WORK ITEM.
Only one stretch of the data below is needed. Output the lines from the one with "use super::*;" up to and including the one with "assert!(exercise.advance().is_err());", exactly as they stand.

MATERIALS PROVIDED.
__________
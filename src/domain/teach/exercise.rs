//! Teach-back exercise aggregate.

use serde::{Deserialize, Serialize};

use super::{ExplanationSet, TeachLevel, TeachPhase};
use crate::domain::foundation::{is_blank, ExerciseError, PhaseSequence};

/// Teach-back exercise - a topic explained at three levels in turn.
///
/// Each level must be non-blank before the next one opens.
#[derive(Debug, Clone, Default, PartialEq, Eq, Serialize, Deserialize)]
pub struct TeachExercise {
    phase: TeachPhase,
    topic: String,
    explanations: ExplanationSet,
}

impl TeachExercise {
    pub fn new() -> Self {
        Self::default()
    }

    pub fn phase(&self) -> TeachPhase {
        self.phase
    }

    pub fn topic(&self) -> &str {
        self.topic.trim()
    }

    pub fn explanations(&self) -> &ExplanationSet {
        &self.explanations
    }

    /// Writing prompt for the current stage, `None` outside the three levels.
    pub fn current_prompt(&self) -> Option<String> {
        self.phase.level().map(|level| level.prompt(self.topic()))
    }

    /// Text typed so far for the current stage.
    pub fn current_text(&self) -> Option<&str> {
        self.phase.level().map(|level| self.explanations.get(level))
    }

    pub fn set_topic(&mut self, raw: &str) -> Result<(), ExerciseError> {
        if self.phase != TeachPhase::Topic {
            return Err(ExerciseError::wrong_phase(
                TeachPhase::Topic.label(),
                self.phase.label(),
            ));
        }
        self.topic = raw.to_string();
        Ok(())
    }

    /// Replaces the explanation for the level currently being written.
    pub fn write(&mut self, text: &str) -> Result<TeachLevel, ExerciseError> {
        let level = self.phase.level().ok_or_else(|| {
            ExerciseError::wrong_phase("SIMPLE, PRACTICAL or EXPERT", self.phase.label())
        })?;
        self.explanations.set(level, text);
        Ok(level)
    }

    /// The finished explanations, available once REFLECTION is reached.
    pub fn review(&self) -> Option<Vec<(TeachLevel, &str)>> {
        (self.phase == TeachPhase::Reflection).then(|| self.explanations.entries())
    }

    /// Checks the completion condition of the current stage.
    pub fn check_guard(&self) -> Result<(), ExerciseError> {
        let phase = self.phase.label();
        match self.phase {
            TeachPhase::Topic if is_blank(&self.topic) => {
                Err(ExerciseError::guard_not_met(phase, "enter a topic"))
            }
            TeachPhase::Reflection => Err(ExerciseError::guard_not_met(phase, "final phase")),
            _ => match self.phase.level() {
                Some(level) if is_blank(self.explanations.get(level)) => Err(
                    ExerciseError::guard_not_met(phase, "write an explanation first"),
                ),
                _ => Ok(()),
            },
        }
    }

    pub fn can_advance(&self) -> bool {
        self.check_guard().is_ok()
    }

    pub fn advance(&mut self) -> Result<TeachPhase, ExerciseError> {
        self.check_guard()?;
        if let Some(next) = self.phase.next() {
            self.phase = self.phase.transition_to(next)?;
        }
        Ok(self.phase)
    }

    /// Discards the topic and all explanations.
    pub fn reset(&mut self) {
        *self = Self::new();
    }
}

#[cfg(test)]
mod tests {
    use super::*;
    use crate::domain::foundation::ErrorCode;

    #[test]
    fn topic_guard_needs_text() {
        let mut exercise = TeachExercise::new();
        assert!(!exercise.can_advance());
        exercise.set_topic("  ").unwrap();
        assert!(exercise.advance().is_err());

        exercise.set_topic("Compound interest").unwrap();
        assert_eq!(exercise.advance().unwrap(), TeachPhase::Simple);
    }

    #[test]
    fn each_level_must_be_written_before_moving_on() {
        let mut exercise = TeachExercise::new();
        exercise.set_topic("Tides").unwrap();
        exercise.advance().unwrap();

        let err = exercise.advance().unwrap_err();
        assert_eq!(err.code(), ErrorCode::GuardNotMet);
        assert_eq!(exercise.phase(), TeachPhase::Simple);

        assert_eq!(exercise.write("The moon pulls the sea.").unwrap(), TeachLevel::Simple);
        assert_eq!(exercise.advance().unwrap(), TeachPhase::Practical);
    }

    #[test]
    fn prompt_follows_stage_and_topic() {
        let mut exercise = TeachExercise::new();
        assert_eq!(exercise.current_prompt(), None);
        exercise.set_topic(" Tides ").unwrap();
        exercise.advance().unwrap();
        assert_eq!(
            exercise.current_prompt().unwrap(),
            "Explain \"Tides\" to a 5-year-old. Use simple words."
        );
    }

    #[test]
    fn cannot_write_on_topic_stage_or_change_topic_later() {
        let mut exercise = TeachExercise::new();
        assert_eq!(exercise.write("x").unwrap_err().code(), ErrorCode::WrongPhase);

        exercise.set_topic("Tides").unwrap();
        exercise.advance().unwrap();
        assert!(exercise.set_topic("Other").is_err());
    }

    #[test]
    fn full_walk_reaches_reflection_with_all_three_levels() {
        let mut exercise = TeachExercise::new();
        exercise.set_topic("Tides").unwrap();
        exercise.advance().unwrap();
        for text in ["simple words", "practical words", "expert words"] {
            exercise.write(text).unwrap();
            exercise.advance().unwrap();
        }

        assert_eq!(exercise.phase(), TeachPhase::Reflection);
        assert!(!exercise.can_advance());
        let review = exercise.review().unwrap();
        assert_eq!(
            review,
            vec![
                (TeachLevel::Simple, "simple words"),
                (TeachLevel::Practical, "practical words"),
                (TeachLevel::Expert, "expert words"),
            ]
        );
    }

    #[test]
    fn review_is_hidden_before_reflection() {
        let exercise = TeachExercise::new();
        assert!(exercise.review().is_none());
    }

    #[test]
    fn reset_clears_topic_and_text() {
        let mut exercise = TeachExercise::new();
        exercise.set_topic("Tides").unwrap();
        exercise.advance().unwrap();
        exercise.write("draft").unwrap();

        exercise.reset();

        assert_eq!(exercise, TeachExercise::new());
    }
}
__________
EXERCISE OUTPUT.
    use super::*;
    use crate::domain::foundation::ErrorCode;

    #[test]
    fn topic_guard_needs_text() {
        let mut exercise = TeachExercise::new();
        assert!(!exercise.can_advance());
        exercise.set_topic("  ").unwrap();
        assert!(exercise.advance().is_err());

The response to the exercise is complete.